DNA replication and Telomeres Flashcards
DNA polymerase
catalyzes the addition of nucleotides to the 3’ end of a growing strand of DNA using a parent DNA strand as a template
also proofreads nucleotides added and removes those that are paired incorrectly
DNA helicase
uses the energy of ATP hydrolysis to unwind and separate the DNA double helix ahead of the replication fork
single-strand DNA binding protein
binds to single-stranded DNA exposed by DNA helicase and prevents base pairs from re-forming before the lagging strand can be replicated (aka keeps DNA double helix from reforming during replication)
DNA topoisomerase
produces transient breaks (aka nicks) in one strand of DNA double helix to relieve the tension built up by the unwinding of DNA ahead of the DNA helicase
reseals break after DNA has relaxed
sliding clamp (protein clamp)
keeps DNA polymerase attached to the template, allows the DNA polymerase to move along without falling off
primase
synthesizes RNA primers so that DNA polymerase can initiate synthesis
DNA ligase
uses the energy of ATP hydrolysis to join Okazaki fragments made on the lagging strand template
what were the three proposed models of DNA replication?

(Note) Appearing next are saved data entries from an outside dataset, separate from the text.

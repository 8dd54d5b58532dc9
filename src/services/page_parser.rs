use regex::Regex;
use scraper::{ElementRef, Html, Selector};
use std::sync::OnceLock;

use crate::models::PriceSummary;

fn money_re() -> &'static Regex {
    static RE: OnceLock<Regex> = OnceLock::new();
    RE.get_or_init(|| Regex::new(r"\$\s*([0-9]+(?:\.[0-9]{1,2})?)").expect("money regex"))
}

fn lowest_label_re() -> &'static Regex {
    static RE: OnceLock<Regex> = OnceLock::new();
    RE.get_or_init(|| Regex::new(r"(?i)lowest\s*price").expect("lowest label regex"))
}

fn median_label_re() -> &'static Regex {
    static RE: OnceLock<Regex> = OnceLock::new();
    RE.get_or_init(|| Regex::new(r"(?i)median\s*sale").expect("median label regex"))
}

fn buy_re() -> &'static Regex {
    static RE: OnceLock<Regex> = OnceLock::new();
    RE.get_or_init(|| Regex::new(r"(?i)\bbuy\b").expect("buy regex"))
}

fn any_selector() -> &'static Selector {
    static SEL: OnceLock<Selector> = OnceLock::new();
    SEL.get_or_init(|| Selector::parse("*").expect("universal selector"))
}

fn row_selector() -> &'static Selector {
    static SEL: OnceLock<Selector> = OnceLock::new();
    SEL.get_or_init(|| Selector::parse("table tr").expect("row selector"))
}

fn cell_selector() -> &'static Selector {
    static SEL: OnceLock<Selector> = OnceLock::new();
    SEL.get_or_init(|| Selector::parse("td").expect("cell selector"))
}

/// Parse an event page into a price summary.
///
/// Malformed or unexpected markup degrades to absent fields; this never
/// fails. The "Lowest Price" and "Median Sale" summary widgets are located
/// by label; listing prices come from table rows containing a "Buy" token,
/// one price per row.
pub fn parse(markup: &str) -> PriceSummary {
    let doc = Html::parse_document(markup);

    let lowest_price =
        labeled_amount(&doc, lowest_label_re()).or_else(|| document_amount(&doc));
    let median_sale = labeled_amount(&doc, median_label_re());
    let prices = listing_prices(&doc);

    PriceSummary::from_parts(lowest_price, median_sale, prices)
}

/// Extraction strategy: labeled-region lookup.
///
/// Scans elements whose direct text nodes match `label` and returns the
/// first currency amount found in such an element's full text. Labels
/// whose enclosing text holds no parseable amount are skipped.
fn labeled_amount(doc: &Html, label: &Regex) -> Option<f64> {
    for el in doc.select(any_selector()) {
        let has_label = el
            .children()
            .filter_map(|child| child.value().as_text())
            .any(|text| label.is_match(text));
        if !has_label {
            continue;
        }

        if let Some(amount) = parse_money(&element_text(&el)) {
            return Some(amount);
        }
    }
    None
}

/// Extraction strategy: whole-document fallback.
/// First currency amount anywhere in the page text.
fn document_amount(doc: &Html) -> Option<f64> {
    let text = doc.root_element().text().collect::<Vec<_>>().join(" ");
    parse_money(&text)
}

/// Collect one price per purchasable listing row.
///
/// The "Buy" token is the heuristic separating purchasable rows from other
/// table rows. Within a kept row the first cell with a parseable amount
/// wins; later cells are ignored.
fn listing_prices(doc: &Html) -> Vec<f64> {
    let mut prices = Vec::new();

    for row in doc.select(row_selector()) {
        if !buy_re().is_match(&element_text(&row)) {
            continue;
        }

        for cell in row.select(cell_selector()) {
            if let Some(price) = parse_money(&element_text(&cell)) {
                prices.push(price);
                break;
            }
        }
    }

    prices
}

/// Element text with whitespace collapsed to single spaces
fn element_text(el: &ElementRef) -> String {
    el.text()
        .collect::<Vec<_>>()
        .join(" ")
        .split_whitespace()
        .collect::<Vec<_>>()
        .join(" ")
}

/// Parse the first `$<digits>[.<1-2 digits>]` amount in `text`, with
/// thousands-separator commas stripped first. Anything else is unparseable.
pub fn parse_money(text: &str) -> Option<f64> {
    let cleaned = text.replace(',', "");
    money_re()
        .captures(&cleaned)
        .and_then(|caps| caps.get(1))
        .and_then(|m| m.as_str().parse::<f64>().ok())
}

#[cfg(test)]
mod tests {
    use super::*;

    #[test]
    fn test_parse_money() {
        assert_eq!(parse_money("Lowest Price $120.00"), Some(120.0));
        assert_eq!(parse_money("$ 45"), Some(45.0));
        assert_eq!(parse_money("from $1,250.50 each"), Some(1250.5));
        assert_eq!(parse_money("no price here"), None);
        assert_eq!(parse_money(""), None);
        assert_eq!(parse_money("120.00 USD"), None);
    }

    #[test]
    fn test_full_page_scenario() {
        let html = r#"
            <html><body>
              <div class="summary">Lowest Price <strong>$120.00</strong></div>
              <div class="summary">Median Sale <strong>$140.00</strong></div>
              <table>
                <tr><th>Section</th><th>Price</th><th></th></tr>
                <tr><td>GA</td><td>$150.00</td><td><a>Buy</a></td></tr>
                <tr><td>GA</td><td>$100.00</td><td><a>Buy</a></td></tr>
                <tr><td>Balcony</td><td>$130.00</td><td><a>Buy</a></td></tr>
              </table>
            </body></html>
        "#;
        let summary = parse(html);
        assert_eq!(summary.lowest_price, Some(120.0));
        assert_eq!(summary.median_sale, Some(140.0));
        assert_eq!(summary.computed_min_price, Some(100.0));
        assert_eq!(summary.num_listings, Some(3));
        assert_eq!(summary.all_prices, vec![100.0, 130.0, 150.0]);
    }

    #[test]
    fn test_no_buy_rows_degrades_without_error() {
        let html = r#"
            <html><body>
              <p>Lowest Price $89.99</p>
              <table>
                <tr><td>Sold out</td><td>$150.00</td></tr>
              </table>
            </body></html>
        "#;
        let summary = parse(html);
        assert_eq!(summary.lowest_price, Some(89.99));
        assert_eq!(summary.num_listings, None);
        assert_eq!(summary.computed_min_price, None);
        assert!(summary.all_prices.is_empty());
    }

    #[test]
    fn test_fallback_to_first_document_amount() {
        let html = "<html><body><p>Tickets from $75.50 and up</p></body></html>";
        let summary = parse(html);
        assert_eq!(summary.lowest_price, Some(75.5));
        assert_eq!(summary.median_sale, None);
    }

    #[test]
    fn test_first_priced_cell_wins_per_row() {
        let html = r#"
            <table>
              <tr><td>$95.00</td><td>$200.00</td><td>Buy</td></tr>
            </table>
        "#;
        let summary = parse(html);
        assert_eq!(summary.all_prices, vec![95.0]);
        assert_eq!(summary.num_listings, Some(1));
    }

    #[test]
    fn test_buy_token_is_word_bounded() {
        let html = r#"
            <table>
              <tr><td>Buyer protection info</td><td>$10.00</td></tr>
            </table>
        "#;
        let summary = parse(html);
        assert_eq!(summary.num_listings, None);
        assert!(summary.all_prices.is_empty());
    }

    #[test]
    fn test_prices_sorted_ascending() {
        let html = r#"
            <table>
              <tr><td>Buy</td><td>$30.00</td></tr>
              <tr><td>Buy</td><td>$10.00</td></tr>
              <tr><td>Buy</td><td>$20.00</td></tr>
            </table>
        "#;
        let summary = parse(html);
        assert!(summary
            .all_prices
            .windows(2)
            .all(|pair| pair[0] <= pair[1]));
    }

    #[test]
    fn test_label_without_amount_falls_through() {
        // The labeled widget holds no amount, so the document fallback runs
        let html = r#"
            <html><body>
              <div><span>Lowest Price</span><span>TBD</span></div>
              <p>Resale from $60.00</p>
            </body></html>
        "#;
        let summary = parse(html);
        assert_eq!(summary.lowest_price, Some(60.0));
    }

    #[test]
    fn test_garbage_input_does_not_panic() {
        let summary = parse("<<<<not html at all \u{0000} ]]>");
        assert_eq!(summary.lowest_price, None);
        assert_eq!(summary.num_listings, None);
        assert!(summary.all_prices.is_empty());
    }
}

a. Conservative: the original/parental DNA molecule remains intact and an entirely new DNA molecule is synthesized
b. Semiconservative: each of the 2 strands of the parental DNA molecule serves as a template for the synthesis of a new strand
c. Dispersive: the original DNA molecule is fragmented and the daughter molecules consist of a mix of old and new DNA scattered in pieces throughout both strands
Name and describe the experiment that proved that DNA replication is semi-conservative
Meselson-Stahl Experiment
1. labeled DNA with nitrogen isotopes (15N-heavy and 14N-light) and grew DNA in the two mediums
2. used density gradient centrifugation (centrifuged at high speed for 48 hours to form cesium chloride density gradient): 15N-heavy will form a band near the bottom of the centrifuge tube and 14N-light will form a band near the top of the tube
3. after 1 generation, both daughter DNA molecules were of INTERMEDIATE weight
–> demonstrated that DNA replication is semi-conservative
what are replication origins and how do they differ between eukaryotes and prokaryotes?
replication origins: where DNA synthesis begins (typically in TATA regions)
Prokaryotes: only one origin of replication
Eukaryotes: multiple origins of replication; can simultaneously replicate regions of DNA
If DNA polymerase only works in the 5’ to 3’ direction, how do you duplicate both strands simultaneously?
asymmetry of the replication fork (leading - continuous and lagging - fragmented strands)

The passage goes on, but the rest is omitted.